=== Begin Enclosure ===

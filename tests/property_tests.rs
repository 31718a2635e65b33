//! Property-based tests for the pure checkout and fulfillment rules.
//!
//! These tests use proptest to check invariants across a wide range of inputs,
//! catching edge cases that example-based tests miss.

use std::collections::HashMap;

use marketplace_api::{
    entities::FulfillmentStatus,
    services::{
        checkout::{compute_totals, TaxPolicy},
        cart_validator::ValidatedLine,
        fulfillment::{aggregate, transition, ItemAction},
        payment_split::{plan_split, SplitPlan},
    },
};
use proptest::prelude::*;
use uuid::Uuid;

fn status_strategy() -> impl Strategy<Value = FulfillmentStatus> {
    prop_oneof![
        Just(FulfillmentStatus::Pending),
        Just(FulfillmentStatus::Confirmed),
        Just(FulfillmentStatus::Processing),
        Just(FulfillmentStatus::Shipped),
        Just(FulfillmentStatus::Delivered),
        Just(FulfillmentStatus::Cancelled),
        Just(FulfillmentStatus::Refunded),
    ]
}

fn action_strategy() -> impl Strategy<Value = ItemAction> {
    prop_oneof![
        Just(ItemAction::Accept),
        Just(ItemAction::Reject),
        Just(ItemAction::StartProcessing),
        Just(ItemAction::Dispatch),
        Just(ItemAction::MarkDelivered),
        Just(ItemAction::Cancel),
        Just(ItemAction::Refund),
    ]
}

/// (store index, unit price, quantity) per line, over a handful of stores.
fn lines_strategy() -> impl Strategy<Value = Vec<(usize, i64, i32)>> {
    prop::collection::vec((0usize..4, 0i64..1_000_000, 1i32..50), 1..12)
}

fn to_lines(raw: &[(usize, i64, i32)], stores: &[Uuid]) -> Vec<ValidatedLine> {
    raw.iter()
        .map(|(store, unit_price, quantity)| ValidatedLine {
            cart_item_id: Uuid::new_v4(),
            product_id: Uuid::new_v4(),
            variant_id: None,
            store_id: stores[*store],
            quantity: *quantity,
            unit_price: *unit_price,
            available_stock: *quantity,
            currency: "NGN".into(),
        })
        .collect()
}

proptest! {
    #![proptest_config(ProptestConfig::with_cases(500))]

    /// The derived order status depends on the multiset of item statuses only.
    #[test]
    fn aggregate_ignores_item_order(
        statuses in prop::collection::vec(status_strategy(), 1..10).prop_shuffle(),
    ) {
        let mut sorted = statuses.clone();
        sorted.sort();
        let mut reversed = sorted.clone();
        reversed.reverse();
        prop_assert_eq!(aggregate(&statuses), aggregate(&sorted));
        prop_assert_eq!(aggregate(&sorted), aggregate(&reversed));
    }

    /// A uniform set of items gives the order that same status.
    #[test]
    fn uniform_items_give_their_own_status(status in status_strategy(), n in 1usize..8) {
        prop_assert_eq!(aggregate(&vec![status; n]), status);
    }

    /// Every legal move changes the status and nothing leaves refunded.
    #[test]
    fn transitions_always_move_forward(from in status_strategy(), action in action_strategy()) {
        if let Ok(to) = transition(from, action) {
            prop_assert_ne!(to, from);
        }
        prop_assert!(transition(FulfillmentStatus::Refunded, action).is_err());
    }

    /// subtotal is the sum of line totals and total = subtotal + tax + shipping.
    #[test]
    fn order_totals_conserve_money(
        raw in lines_strategy(),
        shipping in 0i64..100_000,
        bps in 0u32..3_000,
    ) {
        let stores: Vec<Uuid> = (0..4).map(|_| Uuid::new_v4()).collect();
        let lines = to_lines(&raw, &stores);
        let totals = compute_totals(&lines, shipping, TaxPolicy::new(bps));

        let expected: i64 = lines.iter().map(|l| l.unit_price * i64::from(l.quantity)).sum();
        prop_assert_eq!(totals.subtotal, expected);
        prop_assert_eq!(totals.total, totals.subtotal + totals.tax + totals.shipping);
        prop_assert!(totals.tax >= 0);
    }

    /// With every store routable, split shares add up to the items' value.
    #[test]
    fn split_shares_sum_to_item_totals(raw in lines_strategy()) {
        let stores: Vec<Uuid> = (0..4).map(|_| Uuid::new_v4()).collect();
        let subaccounts: HashMap<Uuid, String> = stores
            .iter()
            .enumerate()
            .map(|(i, id)| (*id, format!("ACCT_{}", i)))
            .collect();
        let lines = to_lines(&raw, &stores);
        let item_totals: Vec<(Uuid, i64)> =
            lines.iter().map(|l| (l.store_id, l.total_price())).collect();
        let value: i64 = item_totals.iter().map(|(_, total)| total).sum();

        match plan_split(&item_totals, &subaccounts) {
            SplitPlan::Split { shares } => {
                prop_assert!(shares.len() > 1);
                prop_assert_eq!(shares.iter().map(|s| s.share).sum::<i64>(), value);
            }
            SplitPlan::Single { subaccount } => {
                prop_assert!(subaccounts.values().any(|s| *s == subaccount));
                let distinct: std::collections::HashSet<_> =
                    item_totals.iter().map(|(store, _)| store).collect();
                prop_assert_eq!(distinct.len(), 1);
            }
            SplitPlan::Platform => {
                prop_assert!(false, "every store has a subaccount");
            }
        }
    }
}
mod m20240301_000001_create_catalog_tables {

    use sea_orm_migration::prelude::*;

    pub struct Migration;

    impl MigrationName for Migration {
        fn name(&self) -> &str {
            "m20240301_000001_create_catalog_tables"
        }
    }

    #[async_trait::async_trait]
    impl MigrationTrait for Migration {
        async fn up(&self, manager: &SchemaManager) -> Result<(), DbErr> {
            manager
                .create_table(
                    Table::create()
                        .table(Stores::Table)
                        .if_not_exists()
                        .col(ColumnDef::new(Stores::Id).uuid().primary_key().not_null())
                        .col(ColumnDef::new(Stores::OwnerId).uuid().not_null())
                        .col(ColumnDef::new(Stores::Name).string().not_null())
                        .col(ColumnDef::new(Stores::SubaccountCode).string().null())
                        .col(
                            ColumnDef::new(Stores::CreatedAt)
                                .timestamp_with_time_zone()
                                .not_null(),
                        )
                        .col(
                            ColumnDef::new(Stores::UpdatedAt)
                                .timestamp_with_time_zone()
                                .not_null(),
                        )
                        .to_owned(),
                )
                .await?;

            manager
                .create_index(
                    Index::create()
                        .if_not_exists()
                        .name("idx_stores_owner_id")
                        .table(Stores::Table)
                        .col(Stores::OwnerId)
                        .to_owned(),
                )
                .await?;

            manager
                .create_table(
                    Table::create()
                        .table(ShippingMethods::Table)
                        .if_not_exists()
                        .col(
                            ColumnDef::new(ShippingMethods::Id)
                                .uuid()
                                .primary_key()
                                .not_null(),
                        )
                        .col(ColumnDef::new(ShippingMethods::Name).string().not_null())
                        .col(
                            ColumnDef::new(ShippingMethods::Price)
                                .big_integer()
                                .not_null()
                                .default(0),
                        )
                        .col(
                            ColumnDef::new(ShippingMethods::IsActive)
                                .boolean()
                                .not_null()
                                .default(true),
                        )
                        .col(
                            ColumnDef::new(ShippingMethods::CreatedAt)
                                .timestamp_with_time_zone()
                                .not_null(),
                        )
                        .to_owned(),
                )
                .await?;

            manager
                .create_table(
                    Table::create()
                        .table(Products::Table)
                        .if_not_exists()
                        .col(ColumnDef::new(Products::Id).uuid().primary_key().not_null())
                        .col(ColumnDef::new(Products::StoreId).uuid().not_null())
                        .col(ColumnDef::new(Products::Name).string().not_null())
                        .col(ColumnDef::new(Products::Price).big_integer().not_null())
                        .col(ColumnDef::new(Products::Currency).string_len(3).not_null())
                        .col(
                            ColumnDef::new(Products::StockQuantity)
                                .integer()
                                .not_null()
                                .default(0),
                        )
                        .col(
                            ColumnDef::new(Products::IsActive)
                                .boolean()
                                .not_null()
                                .default(true),
                        )
                        .col(
                            ColumnDef::new(Products::DeletedAt)
                                .timestamp_with_time_zone()
                                .null(),
                        )
                        .col(
                            ColumnDef::new(Products::CreatedAt)
                                .timestamp_with_time_zone()
                                .not_null(),
                        )
                        .col(
                            ColumnDef::new(Products::UpdatedAt)
                                .timestamp_with_time_zone()
                                .not_null(),
                        )
                        .foreign_key(
                            ForeignKey::create()
                                .name("fk_products_store")
                                .from(Products::Table, Products::StoreId)
                                .to(Stores::Table, Stores::Id)
                                .on_delete(ForeignKeyAction::Restrict),
                        )
                        .to_owned(),
                )
                .await?;

            manager
                .create_index(
                    Index::create()
                        .if_not_exists()
                        .name("idx_products_store_id")
                        .table(Products::Table)
                        .col(Products::StoreId)
                        .to_owned(),
                )
                .await?;

            manager
                .create_table(
                    Table::create()
                        .table(ProductVariants::Table)
                        .if_not_exists()
                        .col(
                            ColumnDef::new(ProductVariants::Id)
                                .uuid()
                                .primary_key()
                                .not_null(),
                        )
                        .col(ColumnDef::new(ProductVariants::ProductId).uuid().not_null())
                        .col(ColumnDef::new(ProductVariants::Name).string().not_null())
                        .col(
                            ColumnDef::new(ProductVariants::Price)
                                .big_integer()
                                .not_null(),
                        )
                        .col(
                            ColumnDef::new(ProductVariants::StockQuantity)
                                .integer()
                                .not_null()
                                .default(0),
                        )
                        .col(
                            ColumnDef::new(ProductVariants::DeletedAt)
                                .timestamp_with_time_zone()
                                .null(),
                        )
                        .col(
                            ColumnDef::new(ProductVariants::CreatedAt)
                                .timestamp_with_time_zone()
                                .not_null(),
                        )
                        .col(
                            ColumnDef::new(ProductVariants::UpdatedAt)
                                .timestamp_with_time_zone()
                                .not_null(),
                        )
                        .foreign_key(
                            ForeignKey::create()
                                .name("fk_product_variants_product")
                                .from(ProductVariants::Table, ProductVariants::ProductId)
                                .to(Products::Table, Products::Id)
                                .on_delete(ForeignKeyAction::Cascade),
                        )
                        .to_owned(),
                )
                .await
        }

        async fn down(&self, manager: &SchemaManager) -> Result<(), DbErr> {
            manager
                .drop_table(Table::drop().table(ProductVariants::Table).to_owned())
                .await?;
            manager
                .drop_table(Table::drop().table(Products::Table).to_owned())
                .await?;
            manager
                .drop_table(Table::drop().table(ShippingMethods::Table).to_owned())
                .await?;
            manager
                .drop_table(Table::drop().table(Stores::Table).to_owned())
                .await
        }
    }

    #[derive(DeriveIden)]
    pub(super) enum Stores {
        Table,
        Id,
        OwnerId,
        Name,
        SubaccountCode,
        CreatedAt,
        UpdatedAt,
    }

    #[derive(DeriveIden)]
    enum ShippingMethods {
        Table,
        Id,
        Name,
        Price,
        IsActive,
        CreatedAt,
    }

    #[derive(DeriveIden)]
    pub(super) enum Products {
        Table,
        Id,
        StoreId,
        Name,
        Price,
        Currency,
        StockQuantity,
        IsActive,
        DeletedAt,
        CreatedAt,
        UpdatedAt,
    }

    #[derive(DeriveIden)]
    enum ProductVariants {
        Table,
        Id,
        ProductId,
        Name,
        Price,
        StockQuantity,
        DeletedAt,
        CreatedAt,
        UpdatedAt,
    }
}
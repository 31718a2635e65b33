use async_trait::async_trait;
use tracing::warn;

use crate::events::{Event, EventSender};

/// Receives order lifecycle events after the state change has committed.
///
/// Delivery is best-effort: a notifier never fails the operation that
/// triggered it.
#[async_trait]
pub trait OrderNotifier: Send + Sync {
    async fn notify(&self, event: Event);
}

/// Forwards events to the in-process event channel.
#[derive(Debug, Clone)]
pub struct EventNotifier {
    sender: EventSender,
}

impl EventNotifier {
    pub fn new(sender: EventSender) -> Self {
        Self { sender }
    }
}

#[async_trait]
impl OrderNotifier for EventNotifier {
    async fn notify(&self, event: Event) {
        let order_id = event.order_id();
        if let Err(e) = self.sender.send(event).await {
            warn!(%order_id, error = %e, "notification dropped");
        }
    }
}

/// Sends each event in order, ignoring failures.
pub async fn notify_all(notifier: &dyn OrderNotifier, events: Vec<Event>) {
    for event in events {
        notifier.notify(event).await;
    }
}

#[cfg(test)]
mod tests {
    use super::*;
    use tokio::sync::mpsc;
    use uuid::Uuid;

    #[tokio::test]
    async fn closed_channel_does_not_fail_the_caller() {
        let (tx, rx) = mpsc::channel(1);
        drop(rx);
        let notifier = EventNotifier::new(EventSender::new(tx));
        notifier
            .notify(Event::PaymentFailed {
                order_id: Uuid::nil(),
                payment_id: Uuid::nil(),
                reference: "r".into(),
            })
            .await;
    }
}
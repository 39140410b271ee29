//! Prompt templates and the `{variable}` substitution engine.
//!
//! A [`Template`] pairs a body string containing `{name}` placeholders with
//! the declared list of variables the body requires. Rendering substitutes
//! a caller-supplied context into the body in a single pass.
//!
//! # Syntax
//!
//! - `{name}` - substitutes the value bound to `name`
//! - `{{` - renders as literal `{`
//! - `}}` - renders as literal `}`
//!
//! A `}` on its own is an ordinary character.
//!
//! # Error handling
//!
//! Rendering is fail-safe and atomic. The context is validated against the
//! declared variable list before any substitution happens: a missing binding
//! or an undeclared extra key fails the whole call, so a partially
//! substituted prompt can never reach a language model. Substituted values
//! are opaque strings; braces inside them are never re-interpreted.

use std::collections::{BTreeSet, HashMap};

use crate::error::{Result, TemplateError};

/// An immutable prompt template.
///
/// Constructed as `static` items (see [`crate::catalog`]) and shared
/// read-only by all callers; rendering never mutates the template.
#[derive(Debug)]
pub struct Template {
    name: &'static str,
    body: &'static str,
    required_variables: &'static [&'static str],
}

impl Template {
    /// Create a template from a body and its declared variable list.
    pub const fn new(
        name: &'static str,
        body: &'static str,
        required_variables: &'static [&'static str],
    ) -> Self {
        Self {
            name,
            body,
            required_variables,
        }
    }

    /// The template's name, used in error messages and catalog lookup.
    pub fn name(&self) -> &'static str {
        self.name
    }

    /// The raw body, with placeholders and `{{`/`}}` escapes intact.
    pub fn body(&self) -> &'static str {
        self.body
    }

    /// The variables the body requires, in declaration order.
    pub fn required_variables(&self) -> &'static [&'static str] {
        self.required_variables
    }

    /// Render the template by substituting `context` into the body.
    ///
    /// Fails with [`TemplateError::MissingVariable`] if any declared
    /// variable has no binding, or [`TemplateError::UnknownVariable`] if
    /// the context carries a key the template does not declare. Both checks
    /// run before substitution, so no output is produced on failure.
    ///
    /// # Examples
    ///
    /// ```
    /// use promptdeck::template::{Template, vars};
    ///
    /// static GREETING: Template =
    ///     Template::new("greeting", "Hello {name}, your task is {task}.", &["name", "task"]);
    ///
    /// let out = GREETING.render(&vars([("name", "Alice"), ("task", "coding")]))?;
    /// assert_eq!(out, "Hello Alice, your task is coding.");
    /// # Ok::<(), promptdeck::TemplateError>(())
    /// ```
    pub fn render(&self, context: &HashMap<String, String>) -> Result<String> {
        for &required in self.required_variables {
            if !context.contains_key(required) {
                return Err(TemplateError::MissingVariable {
                    template: self.name,
                    name: required.to_string(),
                });
            }
        }

        // Reject undeclared keys to surface caller bugs early. Sorted so the
        // reported key is deterministic regardless of map order.
        let mut extras: Vec<&str> = context
            .keys()
            .map(String::as_str)
            .filter(|key| !self.required_variables.iter().any(|declared| declared == key))
            .collect();
        if !extras.is_empty() {
            extras.sort_unstable();
            return Err(TemplateError::UnknownVariable {
                template: self.name,
                name: extras[0].to_string(),
            });
        }

        self.substitute(context)
    }

    /// The set of variable names the body textually references.
    ///
    /// Escaped braces are skipped. Used to check the invariant that the
    /// referenced set equals [`Self::required_variables`] exactly.
    pub fn placeholders(&self) -> Result<BTreeSet<&'static str>> {
        let mut names = BTreeSet::new();
        self.scan(|piece| {
            if let Piece::Placeholder(name) = piece {
                names.insert(name);
            }
        })?;
        Ok(names)
    }

    fn substitute(&self, context: &HashMap<String, String>) -> Result<String> {
        let mut out = String::with_capacity(self.body.len());
        self.scan(|piece| match piece {
            Piece::Literal(text) => out.push_str(text),
            Piece::Brace(ch) => out.push(ch),
            Piece::Placeholder(name) => {
                // Context keys were validated above; a miss here means the
                // body references a variable the template never declared.
                if let Some(value) = context.get(name) {
                    out.push_str(value);
                }
            }
        })?;

        // Report the undeclared reference (if any) by rescanning; cheaper
        // than threading a Result through the closure.
        if let Some(undeclared) = self
            .placeholders()?
            .into_iter()
            .find(|name| !context.contains_key(*name))
        {
            return Err(TemplateError::MissingVariable {
                template: self.name,
                name: undeclared.to_string(),
            });
        }

        Ok(out)
    }

    /// Walk the body once, handing each piece to `emit`. Pieces borrow the
    /// `'static` body, so they outlive the call.
    fn scan(&self, mut emit: impl FnMut(Piece<'static>)) -> Result<()> {
        let body = self.body;
        let mut rest = body;

        loop {
            let Some(brace) = rest.find(['{', '}']) else {
                emit(Piece::Literal(rest));
                return Ok(());
            };

            emit(Piece::Literal(&rest[..brace]));
            let position = body.len() - rest.len() + brace;
            let tail = &rest[brace..];

            if let Some(after) = tail.strip_prefix("{{") {
                emit(Piece::Brace('{'));
                rest = after;
            } else if let Some(after) = tail.strip_prefix("}}") {
                emit(Piece::Brace('}'));
                rest = after;
            } else if let Some(after) = tail.strip_prefix('}') {
                // Lone closing brace is ordinary text.
                emit(Piece::Brace('}'));
                rest = after;
            } else {
                let Some(close) = tail.find('}') else {
                    return Err(TemplateError::UnmatchedBrace {
                        template: self.name,
                        position,
                    });
                };
                // Whitespace inside the braces is tolerated: `{ name }`.
                let name = tail[1..close].trim();
                if name.is_empty() {
                    return Err(TemplateError::EmptyPlaceholder {
                        template: self.name,
                        position,
                    });
                }
                emit(Piece::Placeholder(name));
                rest = &tail[close + 1..];
            }
        }
    }
}

/// One scanned fragment of a template body.
enum Piece<'a> {
    /// Verbatim text between braces.
    Literal(&'a str),
    /// A literal brace produced by an escape (or a lone `}`).
    Brace(char),
    /// A `{name}` placeholder, with surrounding whitespace trimmed.
    Placeholder(&'a str),
}

/// Build a rendering context from a list of key-value pairs.
pub fn vars<I, K, V>(pairs: I) -> HashMap<String, String>
where
    I: IntoIterator<Item = (K, V)>,
    K: Into<String>,
    V: Into<String>,
{
    pairs
        .into_iter()
        .map(|(k, v)| (k.into(), v.into()))
        .collect()
}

=== End Enclosure ===

Beginning with the opening line above, retype the records exactly through the line with "example-based tests miss.", both ends included.

:: TASK RESULT ::
filename tests/property_tests.rs
repository 31718a2635e65b33
//! Property-based tests for the pure checkout and fulfillment rules.
//!
//! These tests use proptest to check invariants across a wide range of inputs,
//! catching edge cases that example-based tests miss.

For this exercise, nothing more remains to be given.